While working for Kathleen, she had the chance to see just how capable she is of making a difference in people’s lives, including the life of Mario Casciaro. He was wrongfully convicted of murder, but getting him freed from jail was no simple task. By succeeding, she realized that this was what she wanted to do with her life.

“I had the privilege of being able to be present when a person that I had helped prove they were wrongfully convicted of murder,” Sarah said. “I was able to be at the prison and be with him as he took his first steps up to freedom, hugging his family.”

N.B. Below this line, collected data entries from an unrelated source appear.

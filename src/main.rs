// ABOUTME: Entry point for the caravel CLI application.
// ABOUTME: Parses arguments and dispatches to the pipeline and standalone stages.

mod cli;

use clap::Parser;
use cli::{Cli, Commands};
use std::env;
use std::path::Path;
use std::sync::Arc;
use tracing_subscriber::EnvFilter;

use caravel::agent::{
    Classifier, DEFAULT_BUFFER_CAPACITY, FixSelector, FixStrategy, HttpAnalyzer, LogMonitor,
};
use caravel::config::{self, Config};
use caravel::error::{Error, Result};
use caravel::output::{Output, OutputMode};
use caravel::pipeline::Pipeline;
use caravel::report::RunReporter;
use caravel::runner::{CommandRunner, LogSink, ProcessRunner};
use caravel::stages::{StageError, build_image, generate_image_ref, push_image};
use caravel::types::{ImageRef, ProjectName};

#[tokio::main]
async fn main() {
    let cli = Cli::parse();

    // Initialize tracing subscriber based on verbose flag
    let filter = if cli.verbose {
        EnvFilter::new("debug")
    } else {
        EnvFilter::new("warn")
    };
    tracing_subscriber::fmt()
        .with_env_filter(filter)
        .with_target(true)
        .init();

    let mode = if cli.json {
        OutputMode::Json
    } else if cli.quiet {
        OutputMode::Quiet
    } else {
        OutputMode::Normal
    };
    let mut output = Output::new(mode);

    if let Err(e) = run(cli, &mut output).await {
        output.error(&e.to_string());
        std::process::exit(1);
    }
}

async fn run(cli: Cli, output: &mut Output) -> Result<()> {
    let echo = cli.verbose;
    match cli.command {
        Commands::Init {
            project,
            image,
            force,
        } => {
            let cwd = env::current_dir()?;
            // Without an explicit name, derive one from the directory.
            let derived = cwd
                .file_name()
                .and_then(|n| n.to_str())
                .and_then(|n| ProjectName::from_directory(n).ok())
                .map(|p| p.to_string());
            let project = project.or(derived);
            config::init_config(&cwd, project.as_deref(), image.as_deref(), force)?;
            output.success("Created caravel.yml");
            Ok(())
        }
        Commands::Build { path, image } => {
            let config = Config::discover(&path)?;
            build(config, &path, image.as_deref(), echo, output).await
        }
        Commands::Push { image } => {
            let cwd = env::current_dir()?;
            let config = Config::discover(&cwd)?;
            push(config, image.as_deref(), echo, output).await
        }
        Commands::Deploy { path } => {
            let config = Config::discover(&path)?;
            deploy(config, &path, echo, output).await
        }
        Commands::Status => {
            let cwd = env::current_dir()?;
            let config = Config::discover(&cwd)?;
            output.progress(&format!("Project:   {}", config.project));
            output.progress(&format!("Namespace: {}", config.namespace));
            output.progress(&format!("Port:      {}", config.port));
            match &config.image {
                Some(image) => output.progress(&format!("Image:     {image}")),
                None => output.progress("Image:     derived at deploy time"),
            }
            Ok(())
        }
    }
}

/// Sink that feeds the monitor and optionally echoes lines to the terminal.
struct PipelineSink {
    monitor: LogMonitor,
    echo: bool,
}

impl LogSink for PipelineSink {
    fn record_line(&self, line: &str) {
        self.monitor.observe_line(line);
        if self.echo {
            println!("    {line}");
        }
    }
}

/// Build the log monitor, wiring in the external analyzer when configured.
fn build_monitor(config: &Config) -> LogMonitor {
    let selector = match &config.analysis {
        Some(analysis) => match HttpAnalyzer::new(&analysis.endpoint, analysis.timeout) {
            Ok(analyzer) => FixSelector::new(analysis.threshold, Some(Arc::new(analyzer))),
            Err(e) => {
                tracing::warn!("analysis endpoint unavailable, selecting fixes locally: {e}");
                FixSelector::new(analysis.threshold, None)
            }
        },
        None => FixSelector::default(),
    };
    LogMonitor::new(DEFAULT_BUFFER_CAPACITY, Classifier::default(), selector)
}

/// Resolve the target image: explicit override, configured reference, or one
/// derived from the project name and registry identity.
async fn resolve_image<R: CommandRunner + ?Sized>(
    config: &Config,
    override_ref: Option<&str>,
    runner: &R,
    sink: &dyn LogSink,
) -> Result<ImageRef> {
    if let Some(s) = override_ref {
        return ImageRef::parse(s).map_err(|e| Error::InvalidConfig(e.to_string()));
    }
    if let Some(image) = &config.image {
        return Ok(image.clone());
    }
    let region = config.registry.resolve_region();
    Ok(generate_image_ref(
        runner,
        sink,
        &config.project,
        &region,
        config.command_timeout,
    )
    .await)
}

/// Close out a failed pipeline and surface the suggested fix.
async fn abort_run<S>(
    pipeline: Pipeline<S>,
    error: StageError,
    monitor: &LogMonitor,
    output: &Output,
) -> Result<()> {
    let run = pipeline.abort(&error);
    tracing::debug!(run = %run.id, "pipeline aborted");
    fail_with_suggestion(error, monitor, output).await
}

/// Surface the monitor's suggested fix for a failed stage, then fail.
async fn fail_with_suggestion(
    error: StageError,
    monitor: &LogMonitor,
    output: &Output,
) -> Result<()> {
    monitor.observe_line(&error.to_string());
    if let Some(fix) = monitor.select_fix().await {
        print_suggestion(&fix, output);
    }
    Err(Error::Pipeline(error.to_string()))
}

fn print_suggestion(fix: &FixStrategy, output: &Output) {
    output.progress(&format!(
        "Suggested fix ({:.0}% confidence): {}",
        fix.confidence * 100.0,
        fix.description
    ));
    for command in &fix.commands {
        output.progress(&format!("  $ {command}"));
    }
}

async fn build(
    config: Config,
    source: &Path,
    image_override: Option<&str>,
    echo: bool,
    output: &mut Output,
) -> Result<()> {
    output.start_timer();
    let runner = ProcessRunner::new();
    let monitor = build_monitor(&config);
    let sink = PipelineSink {
        monitor: monitor.clone(),
        echo,
    };

    let image = resolve_image(&config, image_override, &runner, &sink).await?;
    output.progress(&format!("Building {image}..."));

    let build_env = config::resolve_env_map(&config.env)
        .map_err(|e| Error::InvalidConfig(e.to_string()))?;

    match build_image(
        &runner,
        &sink,
        source,
        &image,
        &build_env,
        config.command_timeout,
    )
    .await
    {
        Ok(path) => {
            output.success(&format!("✓ Built {image} via {path}"));
            Ok(())
        }
        Err(e) => fail_with_suggestion(e, &monitor, output).await,
    }
}

async fn push(
    config: Config,
    image_override: Option<&str>,
    echo: bool,
    output: &mut Output,
) -> Result<()> {
    output.start_timer();
    let runner = ProcessRunner::new();
    let monitor = build_monitor(&config);
    let sink = PipelineSink {
        monitor: monitor.clone(),
        echo,
    };

    let image = resolve_image(&config, image_override, &runner, &sink).await?;
    let region = config.registry.resolve_region();
    output.progress(&format!("Pushing {image}..."));

    match push_image(&runner, &sink, &image, &region, config.command_timeout).await {
        Ok(remote) => {
            output.success(&format!("✓ Pushed {remote}"));
            Ok(())
        }
        Err(e) => fail_with_suggestion(e, &monitor, output).await,
    }
}

/// Run the full pipeline state machine.
async fn deploy(config: Config, source: &Path, echo: bool, output: &mut Output) -> Result<()> {
    output.start_timer();
    let runner = ProcessRunner::new();
    let monitor = build_monitor(&config);
    let sink = PipelineSink {
        monitor: monitor.clone(),
        echo,
    };

    let reporter = match &config.report_url {
        Some(url) => Some(RunReporter::new(url).map_err(|e| Error::Pipeline(e.to_string()))?),
        None => None,
    };

    let image = resolve_image(&config, None, &runner, &sink).await?;
    output.progress(&format!(
        "Deploying {} ({}) to namespace {}",
        config.project, image, config.namespace
    ));

    let pipeline = Pipeline::new(config, image);

    output.progress("  → Building image...");
    let pipeline = match pipeline.build(&runner, &sink, source).await {
        Ok(p) => p,
        Err((failed, e)) => return abort_run(failed, e, &monitor, output).await,
    };

    output.progress("  → Pushing image...");
    let pipeline = match pipeline.push(&runner, &sink).await {
        Ok(p) => p,
        Err((failed, e)) => return abort_run(failed, e, &monitor, output).await,
    };

    output.progress("  → Applying service...");
    let pipeline = match pipeline.deploy(&runner, &sink).await {
        Ok(p) => p,
        Err((failed, e)) => return abort_run(failed, e, &monitor, output).await,
    };

    output.progress("  → Attaching resources...");
    let pipeline = pipeline.attach_resources(&runner, &sink).await;
    for warning in &pipeline.record().warnings {
        output.warning(warning);
    }

    let pipeline = pipeline.report(reporter.as_ref()).await;
    let run = pipeline.finish();

    let deployed = run
        .image
        .as_ref()
        .map(ToString::to_string)
        .unwrap_or_else(|| run.project.to_string());
    output.success(&format!("✓ Deployed {deployed}"));
    Ok(())
}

Sarah Gad smiles softly as she looks down at her diploma for her law degree.

Sarah’s pursuit of a better life was off to a great start. She even got accepted into the University of Chicago’s law school, something she could afford thanks to a settlement for Cook County. Then, one more hurdle lay before her.

Because she was a repeat drug offender, she had to appear before a judge. There was a chance Sarah would be seen as unable to be rehabilitated and would face a mandatory minimum sentencing. Instead, like Kathleen, the judge saw her potential.

View of Sarah Gad's law degree framed and hung on a wall above a table with flowers and other décor.

In 2020 she graduated and two years later, she received her license to practice. Now, she runs her own firm in Minneapolis.

Thanks to her first-hand experience with the criminal justice system, she’s all the more prepared and has chosen to specialize in civil rights violations, criminal defense, and immigration law. In fact, she recently won her first murder case where she was able to help free yet another innocent person.

Sarah Gad smiles as she takes a selfie with the wrongfully convicted man she helped free as part of her first murder case.

“I recognized her enormous potential for making a real contribution to society and I tried to influence her in that direction,” Kathleen said. “She has transformed herself from a criminal defendant into a champion for the legally oppressed. All she needed was a second chance.”